K.R.: A czy w związku z tym żeby się zdyscyplinować przy czytaniu podkreślasz w książkach, jakoś zaznaczasz w nich strony lub fragmenty?

X.R.: Zazwyczaj podkreślam. Najczęściej jak czytam, mam w ręku ołówek i nim zakreślam wybrane fragmenty. Czasem coś notuję na marginesie, ale zwykle ograniczam się do podkreślania czy zaznaczania.
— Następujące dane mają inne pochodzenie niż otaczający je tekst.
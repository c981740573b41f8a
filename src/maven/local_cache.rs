use std::ffi::OsString;
use std::io::ErrorKind;
use std::path::{Path, PathBuf};
use std::time::{Duration, SystemTime};

use anyhow::{anyhow, bail};
use bytes::Bytes;
use tokio::fs::{create_dir_all, remove_file, rename};
use tracing::{error, trace, warn};
use uuid::Uuid;

use crate::util::checksum::Checksum;

/// `<file><suffix>`, e.g. `lib-1.0.jar.sha1`
pub fn sidecar_path(file: &Path, suffix: &str) -> PathBuf {
    let mut result = OsString::from(file.as_os_str());
    result.push(suffix);
    PathBuf::from(result)
}

/// Reads a file from a local repository, checking it against its checksum file if there is one.
///
/// `Ok(None)` if the file does not exist. A checksum mismatch is an error unless `tolerate_mismatch`
///  is set, a missing checksum file is not.
pub async fn read_verified(file: &Path, checksum: Checksum, tolerate_mismatch: bool) -> anyhow::Result<Option<Bytes>> {
    let data = match tokio::fs::read(file).await {
        Ok(data) => Bytes::from(data),
        Err(e) if e.kind() == ErrorKind::NotFound => return Ok(None),
        Err(e) if file.is_dir() => {
            warn!("{} is a directory, not a file: {}", file.display(), e);
            return Ok(None);
        }
        Err(e) => return Err(e.into()),
    };

    let Some(suffix) = checksum.suffix() else {
        return Ok(Some(data));
    };
    let checksum_file = match tokio::fs::read_to_string(sidecar_path(file, suffix)).await {
        Ok(content) => content,
        Err(e) if e.kind() == ErrorKind::NotFound => {
            trace!("no {} checksum file for {}", checksum, file.display());
            return Ok(Some(data));
        }
        Err(e) => return Err(e.into()),
    };

    match checksum.verify(&data, &checksum_file) {
        v if v.is_acceptable() => Ok(Some(data)),
        v if tolerate_mismatch => {
            warn!("{}: {} - using it anyway", file.display(), v);
            Ok(Some(data))
        }
        v => Err(anyhow!("{}", v)),
    }
}

/// `true` if `file` was written less than `max_age` ago
pub async fn is_fresh(file: &Path, max_age: Duration) -> bool {
    let modified = match tokio::fs::metadata(file).await.and_then(|m| m.modified()) {
        Ok(modified) => modified,
        Err(_) => return false,
    };
    match SystemTime::now().duration_since(modified) {
        Ok(age) => age < max_age,
        Err(_) => true, // modified in the future
    }
}

#[derive(Debug, Clone, Copy, PartialEq, Eq)]
pub enum StoreOutcome {
    Written,
    /// an existing file with the same length was kept
    Reused,
    /// an existing file with a different length was kept, the new data was not stored
    Refused,
}

/// Stores downloaded data in a cache directory.
///
/// An existing file is only replaced if `overwrite` is set (used for snapshots); otherwise it is
///  kept, and a length mismatch is reported as [StoreOutcome::Refused]. Data is written to a temp
///  file next to the target and renamed, so readers never see partial files. If `checksum` names
///  an algorithm, a checksum file is written next to the stored file.
pub async fn store(file: &Path, data: &[u8], checksum: Checksum, overwrite: bool) -> anyhow::Result<StoreOutcome> {
    match tokio::fs::metadata(file).await {
        Ok(meta) if meta.is_dir() => bail!("{} is a directory", file.display()),
        Ok(meta) if !overwrite => {
            if meta.len() == data.len() as u64 {
                trace!("{} is already cached", file.display());
                return Ok(StoreOutcome::Reused);
            }
            warn!("{} already exists with a different length ({} vs {} bytes) - not overwriting it", file.display(), meta.len(), data.len());
            return Ok(StoreOutcome::Refused);
        }
        Ok(_) => {}
        Err(e) if e.kind() == ErrorKind::NotFound => {}
        Err(e) => return Err(e.into()),
    }

    write_atomically(file, data).await?;

    if let Some(suffix) = checksum.suffix() {
        if let Some(digest) = checksum.digest(data) {
            let content = Checksum::format_checksum_file(&digest);
            write_atomically(&sidecar_path(file, suffix), content.as_bytes()).await?;
        }
    }
    Ok(StoreOutcome::Written)
}

async fn write_atomically(file: &Path, data: &[u8]) -> anyhow::Result<()> {
    let parent = file.parent()
        .ok_or_else(|| anyhow!("{} has no parent directory", file.display()))?;
    let file_name = file.file_name()
        .ok_or_else(|| anyhow!("{} has no file name", file.display()))?;
    create_dir_all(parent).await?;

    let mut temp_name = OsString::from(".");
    temp_name.push(file_name);
    temp_name.push(format!(".{}.inserting", Uuid::new_v4().as_hyphenated()));
    let temp_path = parent.join(temp_name);

    trace!("writing {} via {}", file.display(), temp_path.display());

    let result = match tokio::fs::write(&temp_path, data).await {
        Ok(()) => rename(&temp_path, file).await,
        Err(e) => Err(e),
    };
    if let Err(e) = result {
        error!("error writing {}: {}", file.display(), e);
        if let Err(e) = remove_file(&temp_path).await {
            if e.kind() != ErrorKind::NotFound {
                error!("error cleaning up temp file {}: {}", temp_path.display(), e);
            }
        }
        return Err(e.into());
    }
    Ok(())
}
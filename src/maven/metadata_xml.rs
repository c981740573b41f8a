#![allow(non_snake_case)]

use anyhow::anyhow;
use serde::Deserialize;

use crate::maven::paths::is_unique_snapshot_version;

/// The subset of a version-level `maven-metadata.xml` needed to find the newest build of a unique
///  snapshot, see https://maven.apache.org/ref/3.9.5/maven-repository-metadata/repository-metadata.html
#[derive(Debug, Clone, Default, PartialEq, Deserialize)]
pub struct Metadata {
    pub groupId: Option<String>,
    pub artifactId: Option<String>,
    pub version: Option<String>,
    pub versioning: Option<Versioning>,
}

#[derive(Debug, Clone, Default, PartialEq, Deserialize)]
pub struct Versioning {
    pub lastUpdated: Option<String>,
    pub snapshot: Option<Snapshot>,
    pub snapshotVersions: Option<SnapshotVersions>,
}

#[derive(Debug, Clone, Default, PartialEq, Deserialize)]
pub struct Snapshot {
    pub timestamp: Option<String>,
    pub buildNumber: Option<String>,
    pub localCopy: Option<String>,
}

#[derive(Debug, Clone, Default, PartialEq, Deserialize)]
pub struct SnapshotVersions {
    #[serde(default)]
    pub snapshotVersion: Vec<SnapshotVersion>,
}

#[derive(Debug, Clone, Default, PartialEq, Deserialize)]
pub struct SnapshotVersion {
    pub classifier: Option<String>,
    pub extension: Option<String>,
    pub value: Option<String>,
    pub updated: Option<String>,
}

impl Metadata {
    pub fn parse(data: &[u8]) -> anyhow::Result<Metadata> {
        serde_xml_rs::from_reader(data)
            .map_err(|e| anyhow!("malformed maven-metadata.xml: {}", e))
    }

    /// `<timestamp>-<buildNumber>` of the newest build, e.g. `20180424.190328-2`.
    ///
    /// Taken from `<snapshot>`, or from the unclassified `pom` entry of `<snapshotVersions>` if
    ///  `<snapshot>` is incomplete. `base_version` is the `-SNAPSHOT` version the metadata describes.
    pub fn unique_snapshot_version(&self, base_version: &str) -> anyhow::Result<String> {
        let versioning = self.versioning.as_ref()
            .ok_or_else(|| anyhow!("maven-metadata.xml has no <versioning>"))?;

        if let Some(snapshot) = &versioning.snapshot {
            if let (Some(timestamp), Some(build_number)) = (&snapshot.timestamp, &snapshot.buildNumber) {
                let result = format!("{}-{}", timestamp.trim(), build_number.trim());
                if is_unique_snapshot_version(&result) {
                    return Ok(result);
                }
                return Err(anyhow!("malformed snapshot version {:?} in maven-metadata.xml", result));
            }
        }

        let prefix = format!("{}-", base_version.trim_end_matches("SNAPSHOT").trim_end_matches('-'));
        versioning.snapshotVersions.iter()
            .flat_map(|v| v.snapshotVersion.iter())
            .filter(|v| v.extension.as_deref() == Some("pom") && v.classifier.as_deref().unwrap_or("").is_empty())
            .filter_map(|v| v.value.as_deref()?.strip_prefix(&prefix))
            .find(|v| is_unique_snapshot_version(v))
            .map(str::to_string)
            .ok_or_else(|| anyhow!("maven-metadata.xml has no snapshot timestamp"))
    }
}
use std::sync::Arc;
use std::time::Instant;

use async_recursion::async_recursion;
use tracing::{debug, info};

use crate::maven::coordinates::{Dependency, DependencyExclusion, DependencyId};
use crate::maven::pom::ScopeKind;
use crate::maven::repository::{sort_for_resolution, Repository};
use crate::resolver::{DependencyMapper, Resolution, Resolver};
use crate::util::directory_lock::lock_all;

/// Path from the current root down to the dependency being resolved, and the exclusion rules
///  declared along it
#[derive(Default)]
struct ResolutionStacks {
    dependencies: Vec<DependencyId>,
    exclusions: Vec<DependencyExclusion>,
}

impl ResolutionStacks {
    fn is_empty(&self) -> bool {
        self.dependencies.is_empty() && self.exclusions.is_empty()
    }

    /// `A → B → ↪ C → D → ↩` for a stack `A, B, C, D` that reached `C` again
    fn cycle(&self, repeated: &DependencyId) -> String {
        let mut result = String::new();
        for id in &self.dependencies {
            if id == repeated {
                result.push_str("↪ ");
            }
            result.push_str(&id.to_string());
            result.push_str(" → ");
        }
        result.push('↩');
        result
    }

    fn excluding_rule(&self, id: &DependencyId) -> Option<&DependencyExclusion> {
        self.exclusions.iter().find(|rule| rule.excludes(id))
    }
}

impl Resolver {
    /// Resolves `dependencies` transitively into `resolution`, reusing what it already contains.
    ///
    /// The caches of all involved remote repositories are locked for the duration of the run.
    ///  Returns `true` iff every coordinate reached during this run resolved successfully.
    pub async fn resolve_into(&self, resolution: &mut Resolution, dependencies: &[Dependency], repositories: &[Arc<Repository>], mapper: DependencyMapper<'_>) -> anyhow::Result<bool> {
        let start = Instant::now();
        let chain = sort_for_resolution(repositories);

        let writable_directories = chain.iter()
            .filter(|r| !r.is_local())
            .filter_map(|r| r.directory_to_lock())
            .collect::<Vec<_>>();
        let _locks = lock_all(writable_directories).await?;

        let mut stacks = ResolutionStacks::default();
        let mut complete = true;
        for dependency in dependencies {
            complete &= self.do_resolve(resolution, &mut stacks, dependency, &chain, mapper).await;
            debug_assert!(stacks.is_empty(), "resolution stacks not balanced after resolving {}", dependency);
        }

        debug!("resolved {} dependencies in {} ms, complete: {}", resolution.len(), start.elapsed().as_millis(), complete);
        Ok(complete)
    }

    #[async_recursion]
    async fn do_resolve<'m>(&self, resolution: &mut Resolution, stacks: &mut ResolutionStacks, dependency: &Dependency, repositories: &[Arc<Repository>], mapper: DependencyMapper<'m>) -> bool
    where 'm: 'async_recursion
    {
        let dependency = mapper(dependency);
        let id = dependency.id;

        if stacks.dependencies.contains(&id) {
            info!("circular dependency: {}", stacks.cycle(&id));
            return true;
        }

        let stack_depth = stacks.dependencies.len();
        let exclusions_depth = stacks.exclusions.len();
        stacks.dependencies.push(id.clone());

        let needs_resolution = match resolution.get(&id) {
            None => true,
            Some(previous) => previous.has_error
                && previous.id.preferred_repository.is_none()
                && id.preferred_repository.is_some(),
        };
        if needs_resolution {
            let resolved = self.resolve_single_dependency(&id, repositories).await;
            resolution.insert_requested(id.clone(), resolved);
        }

        let (mut ok, children) = match resolution.get(&id) {
            Some(resolved) => (!resolved.has_error, resolved.dependencies.clone()),
            None => (false, vec![]),
        };

        stacks.exclusions.extend(dependency.exclusions);
        let is_root = stack_depth == 0;

        for child in &children {
            if !is_root && ScopeKind::of(child.id.scope()) == ScopeKind::NonTransitive {
                debug!("skipping {} in scope {} (dependency of {})", child.id, child.id.scope(), id);
                continue;
            }
            if let Some(rule) = stacks.excluding_rule(&child.id) {
                debug!("excluded {} with rule {} (dependency of {})", child.id, rule, id);
                continue;
            }
            ok &= self.do_resolve(resolution, stacks, child, repositories, mapper).await;
        }

        stacks.exclusions.truncate(exclusions_depth);
        stacks.dependencies.truncate(stack_depth);
        ok
    }
}
use std::path::{Path, PathBuf};

use bytes::Bytes;
use tracing::{debug, info, trace, warn};
use url::Url;

use crate::maven::local_cache::{self, StoreOutcome};
use crate::maven::repository::Repository;
use crate::util::checksum::ChecksumVerification;
use crate::util::http_transport::Transport;

/// Result of looking up a single file in a repository.
///
/// `data` is present iff the file was found (and passed verification). `local_path` is present if
///  the file is also available on the local file system, i.e. it came from a local repository or
///  was stored in a cache. `failure` says why `data` is absent.
#[derive(Debug, Default)]
pub struct RetrievedFile {
    pub data: Option<Bytes>,
    pub local_path: Option<PathBuf>,
    pub failure: Option<String>,
}
impl RetrievedFile {
    fn found(data: Bytes, local_path: Option<PathBuf>) -> RetrievedFile {
        RetrievedFile {
            data: Some(data),
            local_path,
            failure: None,
        }
    }

    fn failed(reason: impl Into<String>) -> RetrievedFile {
        RetrievedFile {
            data: None,
            local_path: None,
            failure: Some(reason.into()),
        }
    }

    pub fn is_found(&self) -> bool {
        self.data.is_some()
    }

    pub fn failure_reason(&self) -> &str {
        self.failure.as_deref().unwrap_or("not found")
    }
}

/// Looks up `path` (relative to the repository root) in `repository`.
///
/// Local repositories are read directly. Remote repositories are looked up in their cache first;
///  for `snapshot` files, a cached copy is only used while it is younger than the repository's
///  snapshot update delay. Downloaded files are verified against the repository's checksum files
///  and stored in the cache.
pub async fn retrieve_file(transport: &dyn Transport, path: &str, repository: &Repository, snapshot: bool) -> RetrievedFile {
    retrieve_file_cached_as(transport, path, path, repository, snapshot).await
}

/// Like [retrieve_file], but stores a downloaded file under `cache_path` instead of `path`
pub async fn retrieve_file_cached_as(transport: &dyn Transport, path: &str, cache_path: &str, repository: &Repository, snapshot: bool) -> RetrievedFile {
    if let Some(root) = repository.local_path() {
        return read_local(&root.join(path), repository).await;
    }

    let Some(cache) = repository.cache() else {
        return RetrievedFile::failed("remote repository without cache");
    };
    let Some(cache_root) = cache.local_path() else {
        return RetrievedFile::failed(format!("cache {} is not a local repository", cache.name()));
    };
    let cache_file = cache_root.join(cache_path);

    let fresh = !snapshot || local_cache::is_fresh(&cache_file, repository.snapshot_update_delay()).await;
    let mut rejected = false;
    let cached = match local_cache::read_verified(&cache_file, cache.checksum(), cache.tolerates_checksum_mismatch()).await {
        Ok(cached) => cached,
        Err(e) => {
            warn!("cached {} is unusable, retrieving it again: {:#}", cache_file.display(), e);
            rejected = true;
            None
        }
    };

    match cached {
        Some(data) if fresh => {
            trace!("{} found in cache {}", path, cache.name());
            RetrievedFile::found(data, Some(cache_file))
        }
        Some(stale) => {
            debug!("cached {} is older than {:?}, checking {} for an update", cache_file.display(), repository.snapshot_update_delay(), repository.name());
            let downloaded = download(transport, path, &cache_file, repository, true).await;
            if downloaded.is_found() {
                return downloaded;
            }
            warn!("{}: update of {} failed ({}) - using the cached copy", repository.name(), path, downloaded.failure_reason());
            RetrievedFile::found(stale, Some(cache_file))
        }
        // a rejected copy must not be kept as the stored artifact
        None => download(transport, path, &cache_file, repository, snapshot || rejected).await,
    }
}

async fn read_local(file: &Path, repository: &Repository) -> RetrievedFile {
    match local_cache::read_verified(file, repository.checksum(), repository.tolerates_checksum_mismatch()).await {
        Ok(Some(data)) => {
            trace!("found {} in {}", file.display(), repository.name());
            RetrievedFile::found(data, Some(file.to_path_buf()))
        }
        Ok(None) => RetrievedFile::failed("not found"),
        Err(e) => {
            warn!("{}: can not use {}: {:#}", repository.name(), file.display(), e);
            RetrievedFile::failed(format!("{:#}", e))
        }
    }
}

async fn download(transport: &dyn Transport, path: &str, cache_file: &Path, repository: &Repository, overwrite: bool) -> RetrievedFile {
    let url = match repository.file_url(path) {
        Ok(url) => url,
        Err(e) => return RetrievedFile::failed(format!("invalid path {}: {}", path, e)),
    };

    info!("downloading {}", url);
    let data = match transport.get(&url).await {
        Ok(Some(data)) => data,
        Ok(None) => {
            debug!("{} not found in {}", path, repository.name());
            return RetrievedFile::failed("not found");
        }
        Err(e) => {
            warn!("{}: download of {} failed: {:#}", repository.name(), url, e);
            return RetrievedFile::failed(format!("download failed: {}", e));
        }
    };

    if let Err(reason) = verify_download(transport, repository, &url, &data).await {
        return RetrievedFile::failed(reason);
    }

    let local_path = match repository.cache() {
        Some(cache) => match local_cache::store(cache_file, &data, cache.checksum(), overwrite).await {
            Ok(StoreOutcome::Written) | Ok(StoreOutcome::Reused) => Some(cache_file.to_path_buf()),
            Ok(StoreOutcome::Refused) => None,
            Err(e) => {
                warn!("{}: failed to store {} in cache {}: {:#}", repository.name(), path, cache.name(), e);
                None
            }
        },
        None => None,
    };
    RetrievedFile::found(data, local_path)
}

/// A missing checksum file is tolerated, a malformed or mismatching one is not (unless the
///  repository is configured to tolerate mismatches).
async fn verify_download(transport: &dyn Transport, repository: &Repository, url: &Url, data: &[u8]) -> Result<(), String> {
    let checksum = repository.checksum();
    let Some(suffix) = checksum.suffix() else {
        trace!("{} does not verify checksums", repository.name());
        return Ok(());
    };

    let checksum_url = match Url::parse(&format!("{}{}", url, suffix)) {
        Ok(u) => u,
        Err(e) => return Err(format!("invalid checksum URL for {}: {}", url, e)),
    };
    let checksum_file = match transport.get(&checksum_url).await {
        Ok(Some(content)) => content,
        Ok(None) => {
            warn!("{}: no {} checksum for {} - can't verify its integrity", repository.name(), checksum, url);
            return Ok(());
        }
        Err(e) => {
            warn!("{}: failed to retrieve {} checksum for {} - can't verify its integrity: {:#}", repository.name(), checksum, url, e);
            return Ok(());
        }
    };

    match checksum.verify(data, &String::from_utf8_lossy(&checksum_file)) {
        ChecksumVerification::Valid | ChecksumVerification::NotChecked => Ok(()),
        problem if repository.tolerates_checksum_mismatch() => {
            warn!("{}: {} for {} - continuing because the repository tolerates checksum mismatches", repository.name(), problem, url);
            Ok(())
        }
        problem => {
            warn!("{}: {} for {}", repository.name(), problem, url);
            Err(problem.to_string())
        }
    }
}
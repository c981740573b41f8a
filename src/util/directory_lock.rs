use std::fs::{File, OpenOptions};
use std::path::{Path, PathBuf};

use fs2::FileExt;
use tracing::{debug, error, info, trace};

pub const LOCK_FILE_NAME: &str = ".maven-resolve.lock";

/// Exclusive cross-process lock on a directory, held until dropped.
///
/// The lock is an advisory lock on a marker file inside the directory. It is scoped to the
///  canonical directory path, so different spellings of the same directory share a lock.
#[derive(Debug)]
pub struct DirectoryLock {
    file: File,
    directory: PathBuf,
}

impl DirectoryLock {
    /// Blocks the calling thread while another process holds the lock; `on_wait` is called once
    ///  before blocking.
    pub fn acquire_blocking(directory: &Path, on_wait: impl FnOnce(&Path)) -> anyhow::Result<DirectoryLock> {
        std::fs::create_dir_all(directory)?;
        let directory = std::fs::canonicalize(directory)?;
        let file = OpenOptions::new()
            .read(true)
            .write(true)
            .create(true)
            .truncate(false)
            .open(directory.join(LOCK_FILE_NAME))?;

        trace!("checking lock for {}", directory.display());
        if let Err(e) = file.try_lock_exclusive() {
            trace!("try lock failed, waiting for exclusive lock: {:?}", e);
            on_wait(&directory);
            file.lock_exclusive()
                .map_err(|e| anyhow::anyhow!("could not acquire lock on {}: {}", directory.display(), e))?;
        }
        debug!("acquired lock on {}", directory.display());

        Ok(DirectoryLock {
            file,
            directory,
        })
    }

    pub async fn acquire(directory: PathBuf) -> anyhow::Result<DirectoryLock> {
        tokio::task::spawn_blocking(move || {
            DirectoryLock::acquire_blocking(&directory, |d| info!("waiting for lock on {}", d.display()))
        })
            .await?
    }

    pub fn directory(&self) -> &Path {
        &self.directory
    }
}

impl Drop for DirectoryLock {
    fn drop(&mut self) {
        if let Err(e) = FileExt::unlock(&self.file) {
            error!("failed to unlock {} - other processes may be stuck: {}", self.directory.display(), e);
        }
        else {
            debug!("released lock on {}", self.directory.display());
        }
    }
}

/// Locks all `directories` in a fixed (sorted) order, so that two processes locking overlapping
///  sets can not deadlock. Duplicates are locked once.
pub async fn lock_all(directories: impl IntoIterator<Item=PathBuf>) -> anyhow::Result<Vec<DirectoryLock>> {
    let mut directories = directories.into_iter().collect::<Vec<_>>();
    directories.sort();
    directories.dedup();

    let mut result = Vec::with_capacity(directories.len());
    for directory in directories {
        result.push(DirectoryLock::acquire(directory).await?);
    }
    Ok(result)
}
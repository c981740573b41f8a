pub mod checksum;
pub mod directory_lock;
pub mod http_transport;
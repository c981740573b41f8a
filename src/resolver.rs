use std::path::PathBuf;
use std::sync::Arc;

use tracing::warn;

use crate::config::ResolverSettings;
use crate::maven::coordinates::Dependency;
use crate::maven::repository::Repository;
use crate::util::http_transport::{HttpTransport, Transport};

pub mod pom_loader;
pub mod report;
pub mod resolved;
pub mod single;
pub mod transitive;

pub use resolved::{Resolution, ResolvedDependency};

/// Rewrites each dependency before it is resolved, e.g. to force versions
pub type DependencyMapper<'a> = &'a (dyn Fn(&Dependency) -> Dependency + Send + Sync);

pub fn identity(dependency: &Dependency) -> Dependency {
    dependency.clone()
}

/// Resolves dependencies against Maven 2 repositories, downloading through a [Transport].
///
/// A resolver holds no per-run state and can be shared between concurrent resolutions; keeping it
///  alive reuses HTTP connections.
pub struct Resolver {
    transport: Arc<dyn Transport>,
    settings: ResolverSettings,
}

impl Resolver {
    pub fn new(settings: ResolverSettings) -> Resolver {
        Resolver {
            transport: Arc::new(HttpTransport::new(&settings)),
            settings,
        }
    }

    pub fn with_transport(settings: ResolverSettings, transport: Arc<dyn Transport>) -> Resolver {
        Resolver {
            transport,
            settings,
        }
    }

    pub fn settings(&self) -> &ResolverSettings {
        &self.settings
    }

    /// Resolves `dependencies` and everything they transitively depend on. The flag is `true` iff
    ///  every reached coordinate was resolved successfully.
    pub async fn resolve(&self, dependencies: &[Dependency], repositories: &[Arc<Repository>]) -> anyhow::Result<(Resolution, bool)> {
        self.resolve_mapped(dependencies, repositories, &identity).await
    }

    pub async fn resolve_mapped(&self, dependencies: &[Dependency], repositories: &[Arc<Repository>], mapper: DependencyMapper<'_>) -> anyhow::Result<(Resolution, bool)> {
        let mut resolution = Resolution::new();
        let complete = self.resolve_into(&mut resolution, dependencies, repositories, mapper).await?;
        Ok((resolution, complete))
    }

    /// Local paths of all artifacts `dependencies` need, or `None` if anything failed to resolve
    pub async fn resolve_dependency_artifacts(&self, dependencies: &[Dependency], repositories: &[Arc<Repository>]) -> anyhow::Result<Option<Vec<PathBuf>>> {
        let (resolution, complete) = self.resolve(dependencies, repositories).await?;
        if !complete {
            warn!("failed to resolve all artifacts:\n{}", resolution.failure_report());
            return Ok(None);
        }
        Ok(Some(resolution.artifacts()))
    }
}
pub mod coordinates;
pub mod local_cache;
pub mod metadata_xml;
pub mod paths;
pub mod pom;
pub mod pom_xml;
pub mod repository;
pub mod retrieval;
Niestety coraz więcej czytam książek na czytniku, gdzie nie wyrobiłem sobie nawyku zaznaczania – niby są dostępne takie funkcje, ale nie sięgam po nie tak odruchowo, jak po ołówek, kiedy trzymam w ręku papierową książkę. Kiedyś zaginałem rogi, ale na studiach wypożyczałem mnóstwo książek z bibliotek i wiedziałem, że zaginanie rogów jest źle widziane. Żeby się tego zwyczaju oduczyć, zarzuciłem go zarówno w przypadku książek wypożyczonych, jak i własnych, więc od lat już tego nie robię. Kiedyś też miałem zwyczaj wypisywania podkreślonych fragmentów z książek: po przeczytaniu całej książki siadałem z nią jeszcze raz i spisywałem wszystko to, co wcześniej zaznaczyłem. Dziś nie mam już na to czasu. Dostrzegam zresztą, że tego typu notatki czy wypisy były bardziej ćwiczeniem mnemotechnicznym czy ćwiczeniem stylu, niż czymś, do czego potem rzeczywiście wracałem. Na ogół moment ich zapisania był ostatnim, w którym miałem z nimi styczność, bo już dobrze pamiętałem, o co tam chodziło


Xawery Stańczyk – autor tomów poetyckich: nominowanego do Nagrody Literackiej Nike Skarbu Piratów (2014), Handluj z tym (2015) i Mowy nienawiści (2021), a także nominowanej do Nagrody Giedroycia monografii naukowej Macie swoją kulturę. Kultura alternatywna w Polsce w latach 1978–1996 (2018) na podstawie doktoratu uznanego przez Narodowe Centrum Kultury za najlepszą rozprawę doktorską z nauk o kulturze (2016). Wiersze i opowiadania publikował m.in. w „Lampie”, „Twórczości”, „Wakacie”, „Wyspie” i „Wizjach”. Laureat stypendium artystycznego m. st. Warszawy (2015) i stypendium poetyckiego Staromiejskiego Domu Kultury w Warszawie (2021). Pracuje jako badacz, wykładowca i redaktor.